The Role of Perirenal Adipose Tissue in Carcinogenesis-From Molecular Mechanism to Therapeutic Perspectives.

Perirenal adipose tissue (PRAT) exhibits particular morphological features, with its activity being mainly related to thermogenesis. However, an expanded PRAT area seems to play a significant role in cardiovascular diseases, diabetes mellitus, and chronic kidney disease pathogenesis. Numerous studies have demonstrated that PRAT may support cancer progression and invasion, mainly in obese patients. The mechanism underlying these processes is of dysregulation of PRAT's secretion of adipokines and pro-inflammatory cytokines, such as leptin, adiponectin, chemerin, apelin, omentin-1, vistatin, nesfatin-1, and other pro-inflammatory cytokines, modulated by tumor cells. Cancer cells may also induce a metabolic reprogramming of perirenal adipocytes, leading to increased lipids and lactate transfer to the tumor microenvironment, contributing to cancer growth in a hypoxic milieu.

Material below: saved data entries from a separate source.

//! 推送提交接口

use axum::{
    extract::{rejection::JsonRejection, State},
    http::StatusCode,
    response::{IntoResponse, Json, Response},
    routing::post,
    Router,
};
use serde::{Deserialize, Serialize};
use tracing::{debug, warn};

use crate::error::{ErrorResponse, ServerError};
use crate::http::HttpServerState;
use crate::push::{IngressResult, PushRequest};

pub fn create_route() -> Router<HttpServerState> {
    Router::new().route("/api/push", post(push_notification))
}

/// 请求体
#[derive(Debug, Deserialize)]
pub struct PushBody {
    #[serde(default)]
    pub notifications: Vec<PushRequest>,
}

/// 单个成员的入队结果
#[derive(Debug, Serialize)]
pub struct PushResultItem {
    pub index: usize,
    pub status: &'static str,
    #[serde(skip_serializing_if = "Option::is_none")]
    pub id: Option<String>,
    #[serde(skip_serializing_if = "Option::is_none")]
    pub error: Option<String>,
}

impl PushResultItem {
    fn new(index: usize, result: IngressResult) -> Self {
        let (status, id, error) = match result {
            IngressResult::Accepted(id) => ("accepted", Some(id), None),
            IngressResult::RejectedQueueFull => (
                "rejected_queue_full",
                None,
                Some(ServerError::QueueFull.to_string()),
            ),
            IngressResult::RejectedInvalid(reason) => ("rejected_invalid", None, Some(reason)),
            IngressResult::RejectedShuttingDown => (
                "rejected_shutting_down",
                None,
                Some(ServerError::ShuttingDown.to_string()),
            ),
        };
        Self {
            index,
            status,
            id,
            error,
        }
    }
}

#[derive(Debug, Serialize)]
pub struct PushResponse {
    /// 成功入队的数量
    pub counts: usize,
    pub results: Vec<PushResultItem>,
}

/// 提交推送
///
/// 每个 PushRequest 按 token 展开，`results` 与展开后的顺序一一对应；
/// 没有 token 的 PushRequest 占一个 `rejected_invalid` 结果。
/// 入队是非阻塞的：队列放不下的成员返回 `rejected_queue_full`，由调用方决定是否重试。
async fn push_notification(
    State(state): State<HttpServerState>,
    body: Result<Json<PushBody>, JsonRejection>,
) -> Response {
    let Json(body) = match body {
        Ok(body) => body,
        Err(rejection) => {
            warn!("推送请求解析失败: {}", rejection.body_text());
            let error = ServerError::BadRequest("invalid request body".to_string());
            return (
                StatusCode::BAD_REQUEST,
                Json(ErrorResponse::with_details(&error, rejection.body_text())),
            )
                .into_response();
        }
    };

    if body.notifications.is_empty() {
        return ServerError::BadRequest("notifications field is empty".to_string()).into_response();
    }

    let max = state.config.core.max_notifications;
    if max > 0 && body.notifications.len() > max {
        return ServerError::BadRequest(format!(
            "number of notifications ({}) over limit ({})",
            body.notifications.len(),
            max
        ))
        .into_response();
    }

    let results = state.dispatcher.push_requests(body.notifications);
    let counts = results.iter().filter(|r| r.is_accepted()).count();
    debug!("推送请求入队: accepted={}, total={}", counts, results.len());

    let results = results
        .into_iter()
        .enumerate()
        .map(|(index, result)| PushResultItem::new(index, result))
        .collect();

    Json(PushResponse { counts, results }).into_response()
}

In addition, the PRAT browning process has been specifically detected in renal cell carcinoma (RCC), being characterized by upregulated expression of brown/beige adipocytes markers (UCP1, PPAR-ɣ, c/EBPα, and PGC1α) and downregulated white fat cells markers, such as LEPTIN, SHOX2, HOXC8, and HOXC9. Considering its multifaceted role in cancer, modulation of PRAT's role in tumor progression may open new directions for oncologic therapy improvement. Considering the increasing evidence of the relationship between PRAT and tumor cells, our review aims to provide a comprehensive analysis of the perirenal adipocytes' impact on tumor progression and metastasis.